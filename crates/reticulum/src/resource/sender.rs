//! Sender side of a Resource transfer: segment, optionally compress, emit
//! chunk packets over an ACTIVE link.

use bzip2::write::BzEncoder;
use bzip2::Compression;
use std::io::Write;

use crate::destination::link::Link;
use crate::error::RnsError;
use crate::hash::Hash;
use crate::packet::{DestinationType, HeaderType, Packet, PacketContext, PacketType, PropagationType};
use crate::resource::{ResourceStatus, COMPRESSION_TRY_THRESHOLD};

const ADVERTISEMENT_MAGIC: u8 = 0x01;

pub struct ResourceSender {
    hash: Hash,
    segments: Vec<Vec<u8>>,
    compressed: bool,
    original_size: usize,
    next_index: u32,
    acked_through: u32,
    status: ResourceStatus,
}

impl ResourceSender {
    /// Build the segment plan for `content`, compressing with BZ2 when it
    /// is worthwhile and the caller's link has a usable MDU.
    pub fn build(content: &[u8], mdu: usize) -> Result<Self, RnsError> {
        if mdu == 0 {
            return Err(RnsError::InvalidArgument);
        }

        let hash = Hash::new_from_slice(content);

        let (payload, compressed) = if content.len() > COMPRESSION_TRY_THRESHOLD {
            match compress(content) {
                Some(compressed_bytes) if compressed_bytes.len() < content.len() => {
                    (compressed_bytes, true)
                }
                _ => (content.to_vec(), false),
            }
        } else {
            (content.to_vec(), false)
        };

        let segments = payload.chunks(mdu).map(|c| c.to_vec()).collect::<Vec<_>>();

        Ok(Self {
            hash,
            segments,
            compressed,
            original_size: content.len(),
            next_index: 0,
            acked_through: 0,
            status: ResourceStatus::Advertised,
        })
    }

    pub fn hash(&self) -> Hash {
        self.hash
    }

    pub fn status(&self) -> ResourceStatus {
        self.status
    }

    pub fn segment_count(&self) -> u32 {
        self.segments.len() as u32
    }

    /// The advertisement packet, sent once before any chunk.
    pub fn advertisement_packet(&self, link: &Link) -> Result<Packet, RnsError> {
        let mut data = Vec::with_capacity(1 + 32 + 4 + 4 + 1);
        data.push(ADVERTISEMENT_MAGIC);
        data.extend_from_slice(self.hash.as_slice());
        data.extend_from_slice(&(self.original_size as u32).to_be_bytes());
        data.extend_from_slice(&self.segment_count().to_be_bytes());
        data.push(self.compressed as u8);

        let ciphertext = link.encrypt(&data)?;
        Packet::new(
            HeaderType::Type1,
            PropagationType::Broadcast,
            DestinationType::Link,
            PacketType::Data,
            0,
            link.id().as_address_hash(),
            None,
            PacketContext::ResourceAdvertisement,
            ciphertext,
        )
    }

    /// Next unsent chunk packet, or `None` once all segments have shipped
    /// (the sender then waits for the proof).
    pub fn next_packet(&mut self, link: &Link) -> Result<Option<Packet>, RnsError> {
        if self.next_index as usize >= self.segments.len() {
            self.status = ResourceStatus::AwaitingProof;
            return Ok(None);
        }

        let index = self.next_index;
        let segment = self.segments[index as usize].clone();

        let mut plaintext = Vec::with_capacity(32 + 4 + segment.len());
        plaintext.extend_from_slice(self.hash.as_slice());
        plaintext.extend_from_slice(&index.to_be_bytes());
        plaintext.extend_from_slice(&segment);

        let ciphertext = link.encrypt(&plaintext)?;
        let packet = Packet::new(
            HeaderType::Type1,
            PropagationType::Broadcast,
            DestinationType::Link,
            PacketType::Data,
            0,
            link.id().as_address_hash(),
            None,
            PacketContext::Resource,
            ciphertext,
        )?;

        self.next_index += 1;
        self.status = ResourceStatus::Transferring;
        Ok(Some(packet))
    }

    /// The receiver's window has acked through `through_index`; window-based
    /// retransmission can re-send anything beyond this on timeout.
    pub fn note_ack(&mut self, through_index: u32) {
        self.acked_through = self.acked_through.max(through_index);
    }

    pub fn mark_complete(&mut self) {
        self.status = ResourceStatus::Complete;
    }

    pub fn mark_failed(&mut self) {
        self.status = ResourceStatus::Failed;
    }
}

fn compress(data: &[u8]) -> Option<Vec<u8>> {
    let mut encoder = BzEncoder::new(Vec::new(), Compression::best());
    encoder.write_all(data).ok()?;
    encoder.finish().ok()
}

#[cfg(test)]
mod tests {
    use super::*;
    use crate::destination::link::Link;
    use crate::identity::PrivateIdentity;

    fn active_link_pair() -> (Link, Link) {
        let initiator_identity = PrivateIdentity::new_random();
        let responder_identity = PrivateIdentity::new_random();
        let remote_destination = crate::hash::AddressHash::digest(b"destination");

        let (mut initiator_link, request) = Link::initiate(
            remote_destination,
            initiator_identity.public(),
            crate::packet::MTU as u32,
        );
        let (responder_link, proof) =
            Link::validate_request(&request, &responder_identity, crate::packet::MTU as u32)
                .expect("validate");
        initiator_link.handle_proof(&proof, responder_identity.public()).expect("activate");

        (initiator_link, responder_link)
    }

    #[test]
    fn segments_highly_compressible_content() {
        let (sender_link, _receiver_link) = active_link_pair();
        let content = vec![b'a'; 4096];
        let sender = ResourceSender::build(&content, sender_link.mdu()).expect("build");
        assert!(sender.compressed);
        assert!(sender.segment_count() > 0);
    }

    #[test]
    fn emits_one_packet_per_segment_then_none() {
        let (sender_link, _receiver_link) = active_link_pair();
        let content = vec![7u8; sender_link.mdu() * 3];
        let mut sender = ResourceSender::build(&content, sender_link.mdu()).expect("build");

        let mut count = 0;
        while sender.next_packet(&sender_link).expect("packet").is_some() {
            count += 1;
        }
        assert_eq!(count as u32, sender.segment_count());
        assert_eq!(sender.status(), ResourceStatus::AwaitingProof);
    }
}
//! Wall-clock helpers. Announce timestamps use wall-clock seconds; divergence
//! between peers' clocks of more than a few seconds can cause "newer"
//! comparisons to misbehave (see the open question in the design notes).

use std::time::{SystemTime, UNIX_EPOCH};

pub fn now_epoch_secs_u64() -> u64 {
    SystemTime::now().duration_since(UNIX_EPOCH).unwrap_or_default().as_secs()
}

pub fn now_epoch_secs_i64() -> i64 {
    now_epoch_secs_u64() as i64
}

pub fn now_epoch_millis_u64() -> u64 {
    SystemTime::now().duration_since(UNIX_EPOCH).unwrap_or_default().as_millis() as u64
}

/// Sub-second wall-clock timestamp, for formats (LXMF) that store message
/// times as a float rather than whole seconds.
pub fn now_epoch_secs_f64() -> f64 {
    SystemTime::now().duration_since(UNIX_EPOCH).unwrap_or_default().as_secs_f64()
}
//! The abstract `Interface` contract (§4.E/§6): send/receive framed bytes,
//! online/detached state, optional IFAC credentials, and lifecycle scope.
//! No concrete transport (TCP/UDP/BLE/LoRa/I2P) lives here; those are
//! external collaborators per spec §1/§6.

pub mod hdlc;

use std::sync::atomic::{AtomicBool, AtomicU64, Ordering};
use std::sync::Arc;

use tokio_util::sync::CancellationToken;

use crate::hash::AddressHash;

/// Interface-derived authentication credentials (IFAC), computed by the
/// host from a network name/passphrase pair. Opaque to the core beyond
/// "does a packet carry one and does it match."
#[derive(Debug, Clone)]
pub struct IfacCredentials {
    pub network_name: String,
    pub key: Vec<u8>,
}

#[derive(Debug, Clone, Copy, PartialEq, Eq)]
pub enum TxMessageType {
    /// Send to one specific remote (or the remembered receiving interface).
    Direct,
    /// Flood to every interface flagged broadcast-capable, excluding the
    /// interface the packet arrived from (if any).
    Broadcast,
}

/// An outbound frame handed from Transport to an interface for writing.
#[derive(Debug, Clone)]
pub struct TxMessage {
    pub tx_type: TxMessageType,
    pub bytes: Vec<u8>,
}

/// An inbound frame an interface delivers to Transport, tagged with the
/// interface it arrived on.
#[derive(Debug, Clone)]
pub struct RxMessage {
    pub interface: InterfaceId,
    pub bytes: Vec<u8>,
}

/// Handle identifying a registered interface; interchangeable with the
/// 16-byte transport-id form used when Transport stamps a forwarded packet.
#[derive(Debug, Clone, Copy, PartialEq, Eq, PartialOrd, Ord, Hash)]
pub struct InterfaceId(pub(crate) u64);

impl InterfaceId {
    /// Sentinel meaning "no interface known yet" (e.g. a link opened before
    /// any path to its destination has been learned). Never assigned by
    /// `next_interface_id`, which starts counting at 1.
    pub const UNKNOWN: InterfaceId = InterfaceId(0);

    pub fn as_address_hash(&self) -> AddressHash {
        AddressHash::digest(&self.0.to_be_bytes())
    }
}

static NEXT_INTERFACE_ID: AtomicU64 = AtomicU64::new(1);

fn next_interface_id() -> InterfaceId {
    InterfaceId(NEXT_INTERFACE_ID.fetch_add(1, Ordering::Relaxed))
}

/// The contract every concrete transport (TCP/UDP/I2P/BLE/LoRa) implements.
/// `start`/`detach` are lifecycle hooks; `process_outgoing` writes one
/// already-framed message; liveness/MTU/capability are plain properties an
/// interface reports so Transport can make routing decisions without
/// knowing the transport's internals.
pub trait Interface: Send + Sync {
    fn name(&self) -> &str;

    /// Begin the interface's read/accept loop under `scope`. Implementors
    /// are expected to honor `scope`'s cancellation and return within the
    /// shutdown budget (§5: under 1 second of parent cancel).
    fn start(&self, scope: CancellationToken);

    /// Detach/stop without necessarily being a parent-driven cancellation
    /// (e.g. an explicit user-requested interface teardown).
    fn detach(&self);

    fn process_outgoing(&self, tx: &TxMessage);

    fn online(&self) -> bool;
    fn bitrate(&self) -> u64;
    fn hw_mtu(&self) -> usize;
    fn supports_link_mtu_discovery(&self) -> bool {
        false
    }
    fn can_receive(&self) -> bool {
        true
    }
    fn can_send(&self) -> bool {
        true
    }
    fn is_broadcast_capable(&self) -> bool {
        true
    }
    fn ifac(&self) -> Option<&IfacCredentials> {
        None
    }
}

/// Bookkeeping Transport keeps per registered interface: the trait object
/// plus liveness metadata not worth putting on the trait itself.
pub struct RegisteredInterface {
    pub id: InterfaceId,
    pub interface: Arc<dyn Interface>,
    pub is_local_client: bool,
    detached: AtomicBool,
}

impl RegisteredInterface {
    pub fn new(interface: Arc<dyn Interface>, is_local_client: bool) -> Self {
        Self { id: next_interface_id(), interface, is_local_client, detached: AtomicBool::new(false) }
    }

    pub fn detach(&self) {
        self.interface.detach();
        self.detached.store(true, Ordering::Relaxed);
    }

    pub fn is_detached(&self) -> bool {
        self.detached.load(Ordering::Relaxed)
    }
}

/// Transport's registry of live interfaces: registration/deregistration and
/// the two broadcast-forwarding rules from §4.F ("forward to all other
/// interfaces" / "forward to all local clients").
#[derive(Default)]
pub struct InterfaceManager {
    interfaces: Vec<Arc<RegisteredInterface>>,
}

impl InterfaceManager {
    pub fn new() -> Self {
        Self::default()
    }

    pub fn register(&mut self, interface: Arc<dyn Interface>, is_local_client: bool) -> InterfaceId {
        let registered = Arc::new(RegisteredInterface::new(interface, is_local_client));
        let id = registered.id;
        self.interfaces.push(registered);
        id
    }

    pub fn deregister(&mut self, id: InterfaceId) {
        if let Some(pos) = self.interfaces.iter().position(|i| i.id == id) {
            let removed = self.interfaces.remove(pos);
            removed.detach();
        }
    }

    pub fn get(&self, id: InterfaceId) -> Option<&Arc<RegisteredInterface>> {
        self.interfaces.iter().find(|i| i.id == id)
    }

    pub fn iter(&self) -> impl Iterator<Item = &Arc<RegisteredInterface>> {
        self.interfaces.iter()
    }

    pub fn broadcast_capable(&self) -> impl Iterator<Item = &Arc<RegisteredInterface>> {
        self.interfaces.iter().filter(|i| i.interface.is_broadcast_capable() && !i.is_detached())
    }

    pub fn local_clients(&self) -> impl Iterator<Item = &Arc<RegisteredInterface>> {
        self.interfaces.iter().filter(|i| i.is_local_client && !i.is_detached())
    }

    pub fn has_local_clients(&self) -> bool {
        self.interfaces.iter().any(|i| i.is_local_client && !i.is_detached())
    }

    /// Remove interfaces that report themselves offline and are not
    /// currently retrying a reconnect (`transport::jobs`'s periodic sweep).
    pub fn cleanup(&mut self) {
        self.interfaces.retain(|i| !i.is_detached());
    }
}

#[cfg(test)]
mod tests {
    use super::*;
    use std::sync::atomic::AtomicBool as StdAtomicBool;

    struct FakeInterface {
        name: String,
        online: StdAtomicBool,
    }

    impl Interface for FakeInterface {
        fn name(&self) -> &str {
            &self.name
        }
        fn start(&self, _scope: CancellationToken) {
            self.online.store(true, Ordering::Relaxed);
        }
        fn detach(&self) {
            self.online.store(false, Ordering::Relaxed);
        }
        fn process_outgoing(&self, _tx: &TxMessage) {}
        fn online(&self) -> bool {
            self.online.load(Ordering::Relaxed)
        }
        fn bitrate(&self) -> u64 {
            1_000_000
        }
        fn hw_mtu(&self) -> usize {
            crate::packet::MTU
        }
    }

    #[test]
    fn register_then_deregister_removes_interface() {
        let mut manager = InterfaceManager::new();
        let iface = Arc::new(FakeInterface { name: "test0".into(), online: StdAtomicBool::new(false) });
        let id = manager.register(iface, false);
        assert!(manager.get(id).is_some());
        manager.deregister(id);
        assert!(manager.get(id).is_none());
    }

    #[test]
    fn local_clients_are_filtered_separately() {
        let mut manager = InterfaceManager::new();
        let client = Arc::new(FakeInterface { name: "client".into(), online: StdAtomicBool::new(true) });
        let transport_iface =
            Arc::new(FakeInterface { name: "tcp0".into(), online: StdAtomicBool::new(true) });
        manager.register(client, true);
        manager.register(transport_iface, false);

        assert_eq!(manager.local_clients().count(), 1);
        assert!(manager.has_local_clients());
    }
}
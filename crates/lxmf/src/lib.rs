//! LXMF: the store-and-forward messaging layer built on top of `reticulum`
//! (components I-K) — message wire format and stamp proof-of-work, and the
//! router's three delivery strategies (Direct, Opportunistic, Propagated).
//! Client-only: submitting to and retrieving from a propagation node is
//! supported, running one is not (spec.md Non-goal).

pub mod constants;
pub mod error;
pub mod message;
pub mod propagation;
pub mod router;
pub mod stamper;

pub use error::LxmfError;
pub use message::{Fields, LXMessage, MessageMethod, State, TransportMethod};
pub use propagation::PropagationClient;
pub use router::{Router, RouterEvent};
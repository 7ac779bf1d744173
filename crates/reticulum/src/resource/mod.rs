//! Chunked bulk transfer over an ACTIVE Link, with optional BZ2 compression
//! and a signed completion proof.

pub mod manager;
pub mod receiver;
pub mod sender;

pub use manager::ResourceManager;
pub use receiver::ResourceReceiver;
pub use sender::ResourceSender;

use crate::hash::Hash;

/// Compression is attempted whenever content exceeds this size and kept
/// only if it actually shrinks the payload.
pub const COMPRESSION_TRY_THRESHOLD: usize = 32;

/// Proof of a completed resource transfer: `content_hash(32) || signature(32)`.
pub const RESOURCE_PROOF_LENGTH: usize = 64;

#[derive(Debug, Clone, Copy, PartialEq, Eq)]
pub enum ResourceStatus {
    Advertised,
    Transferring,
    AwaitingProof,
    Complete,
    Failed,
}

pub fn content_hash(data: &[u8]) -> Hash {
    Hash::new_from_slice(data)
}

/// A signed Resource completion proof.
#[derive(Debug, Clone, Copy, PartialEq, Eq)]
pub struct ResourceProof {
    pub content_hash: [u8; 32],
    pub signature: [u8; 32],
}

impl ResourceProof {
    pub fn pack(&self) -> [u8; RESOURCE_PROOF_LENGTH] {
        let mut out = [0u8; RESOURCE_PROOF_LENGTH];
        out[..32].copy_from_slice(&self.content_hash);
        out[32..].copy_from_slice(&self.signature);
        out
    }

    pub fn unpack(bytes: &[u8]) -> Option<Self> {
        if bytes.len() != RESOURCE_PROOF_LENGTH {
            return None;
        }
        let mut content_hash = [0u8; 32];
        let mut signature = [0u8; 32];
        content_hash.copy_from_slice(&bytes[..32]);
        signature.copy_from_slice(&bytes[32..]);
        Some(Self { content_hash, signature })
    }
}

#[cfg(test)]
mod tests {
    use super::*;

    #[test]
    fn proof_roundtrips() {
        let proof = ResourceProof { content_hash: [1u8; 32], signature: [2u8; 32] };
        let bytes = proof.pack();
        assert_eq!(ResourceProof::unpack(&bytes), Some(proof));
    }
}
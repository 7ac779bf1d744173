//! `PacketReceipt` and the receipts table (§3 "PacketReceipt", §4.F
//! "Receipts table", §4.G "Receipts and timeouts"). A receipt is created
//! when a packet is sent with `create_receipt = true`; PROOF packets
//! arriving from the remote side resolve it to DELIVERED, a periodic scan
//! resolves unanswered ones to FAILED/CULLED.

use std::collections::HashMap;
use std::time::{Duration, Instant};

use crate::hash::AddressHash;
use crate::iface::InterfaceId;

#[derive(Debug, Clone, Copy, PartialEq, Eq)]
pub enum ReceiptStatus {
    Sent,
    Delivered,
    Failed,
    Culled,
}

/// Tracks the fate of one outbound packet that asked for delivery
/// confirmation. `proof` holds the raw proof bytes once DELIVERED.
pub struct PacketReceipt {
    pub packet_hash: AddressHash,
    pub status: ReceiptStatus,
    pub sent_at: Instant,
    pub concluded_at: Option<Instant>,
    pub proof: Option<Vec<u8>>,
    pub rtt: Option<Duration>,
    pub timeout: Duration,
    retried: bool,
}

impl PacketReceipt {
    fn new(packet_hash: AddressHash, timeout: Duration) -> Self {
        Self {
            packet_hash,
            status: ReceiptStatus::Sent,
            sent_at: Instant::now(),
            concluded_at: None,
            proof: None,
            rtt: None,
            timeout,
            retried: false,
        }
    }

    pub fn is_concluded(&self) -> bool {
        self.status != ReceiptStatus::Sent
    }

    fn resolve_delivered(&mut self, proof: Vec<u8>, now: Instant) {
        self.status = ReceiptStatus::Delivered;
        self.rtt = Some(now.duration_since(self.sent_at));
        self.proof = Some(proof);
        self.concluded_at = Some(now);
    }

    fn resolve_timed_out(&mut self, now: Instant) {
        self.status = if self.retried { ReceiptStatus::Culled } else { ReceiptStatus::Failed };
        self.concluded_at = Some(now);
    }
}

/// Timeout budget for one hop count, per spec §4.G:
/// `first_hop_timeout + per_hop_timeout * hops`.
pub fn receipt_timeout(first_hop_timeout: Duration, per_hop_timeout: Duration, hops: u8) -> Duration {
    first_hop_timeout + per_hop_timeout * hops as u32
}

/// Transport's exclusive-owned receipts table plus the reverse table used
/// to route an inbound PROOF back to the interface the original packet
/// went out on (the interface a proof should be expected to arrive from).
#[derive(Default)]
pub struct ReceiptTable {
    receipts: HashMap<AddressHash, PacketReceipt>,
    reverse: HashMap<AddressHash, (InterfaceId, Instant)>,
}

impl ReceiptTable {
    pub fn new() -> Self {
        Self::default()
    }

    pub fn register(&mut self, packet_hash: AddressHash, timeout: Duration, sent_via: InterfaceId) {
        self.receipts.insert(packet_hash, PacketReceipt::new(packet_hash, timeout));
        self.reverse.insert(packet_hash, (sent_via, Instant::now()));
    }

    pub fn get(&self, packet_hash: &AddressHash) -> Option<&PacketReceipt> {
        self.receipts.get(packet_hash)
    }

    /// A PROOF packet arrived whose expected key matches `packet_hash`:
    /// resolve the receipt to DELIVERED. Returns `false` if no receipt was
    /// registered for this hash (the proof belongs to something else, e.g.
    /// a link's resource transfer — the resource-proof routing fix).
    pub fn handle_proof(&mut self, packet_hash: &AddressHash, proof: Vec<u8>) -> bool {
        match self.receipts.get_mut(packet_hash) {
            Some(receipt) if receipt.status == ReceiptStatus::Sent => {
                receipt.resolve_delivered(proof, Instant::now());
                true
            }
            _ => false,
        }
    }

    pub fn sent_via(&self, packet_hash: &AddressHash) -> Option<InterfaceId> {
        self.reverse.get(packet_hash).map(|(iface, _)| *iface)
    }

    /// Periodic scan (§4.G): resolve any receipt whose timeout has elapsed
    /// without a proof to FAILED/CULLED. Returns the hashes that just
    /// concluded, so the caller can fire timeout callbacks outside any lock.
    pub fn sweep_timeouts(&mut self, now: Instant) -> Vec<AddressHash> {
        let mut concluded = Vec::new();
        for (hash, receipt) in self.receipts.iter_mut() {
            if receipt.status == ReceiptStatus::Sent && now.duration_since(receipt.sent_at) > receipt.timeout
            {
                receipt.resolve_timed_out(now);
                concluded.push(*hash);
            }
        }
        concluded
    }

    pub fn mark_retried(&mut self, packet_hash: &AddressHash) {
        if let Some(receipt) = self.receipts.get_mut(packet_hash) {
            receipt.retried = true;
        }
    }

    /// Drop concluded receipts and their reverse-table entries older than
    /// `max_age`, bounding table growth under sustained traffic.
    pub fn prune(&mut self, now: Instant, max_age: Duration) {
        self.receipts.retain(|hash, receipt| {
            let keep = match receipt.concluded_at {
                Some(concluded_at) => now.duration_since(concluded_at) <= max_age,
                None => true,
            };
            if !keep {
                self.reverse.remove(hash);
            }
            keep
        });
        self.reverse.retain(|_, (_, sent_at)| now.duration_since(*sent_at) <= max_age);
    }

    pub fn len(&self) -> usize {
        self.receipts.len()
    }

    pub fn is_empty(&self) -> bool {
        self.receipts.is_empty()
    }
}

#[cfg(test)]
mod tests {
    use super::*;

    fn iface() -> InterfaceId {
        InterfaceId(1)
    }

    #[test]
    fn proof_resolves_receipt_to_delivered() {
        let mut table = ReceiptTable::new();
        let hash = AddressHash::digest(b"packet");
        table.register(hash, Duration::from_secs(5), iface());

        assert!(table.handle_proof(&hash, vec![1, 2, 3]));
        let receipt = table.get(&hash).unwrap();
        assert_eq!(receipt.status, ReceiptStatus::Delivered);
        assert!(receipt.rtt.is_some());
    }

    #[test]
    fn unmatched_proof_is_reported_as_not_found() {
        let mut table = ReceiptTable::new();
        let hash = AddressHash::digest(b"packet");
        assert!(!table.handle_proof(&hash, vec![]));
    }

    #[test]
    fn sweep_timeouts_marks_stale_receipts_failed() {
        let mut table = ReceiptTable::new();
        let hash = AddressHash::digest(b"packet");
        table.register(hash, Duration::from_millis(1), iface());

        let later = Instant::now() + Duration::from_secs(1);
        let concluded = table.sweep_timeouts(later);

        assert_eq!(concluded, vec![hash]);
        assert_eq!(table.get(&hash).unwrap().status, ReceiptStatus::Failed);
    }

    #[test]
    fn retried_receipt_times_out_as_culled() {
        let mut table = ReceiptTable::new();
        let hash = AddressHash::digest(b"packet");
        table.register(hash, Duration::from_millis(1), iface());
        table.mark_retried(&hash);

        let later = Instant::now() + Duration::from_secs(1);
        table.sweep_timeouts(later);
        assert_eq!(table.get(&hash).unwrap().status, ReceiptStatus::Culled);
    }

    #[test]
    fn receipt_timeout_scales_with_hops() {
        let timeout = receipt_timeout(Duration::from_secs(1), Duration::from_millis(600), 3);
        assert_eq!(timeout, Duration::from_millis(2_800));
    }
}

·····

- **Problem to solve**: In the records, which lines use the word "Item"? Report them.

- **Solution for this task**:
    pub fn iter(&self) -> impl Iterator<Item = &Arc<RegisteredInterface>> {
    pub fn broadcast_capable(&self) -> impl Iterator<Item = &Arc<RegisteredInterface>> {
    pub fn local_clients(&self) -> impl Iterator<Item = &Arc<RegisteredInterface>> {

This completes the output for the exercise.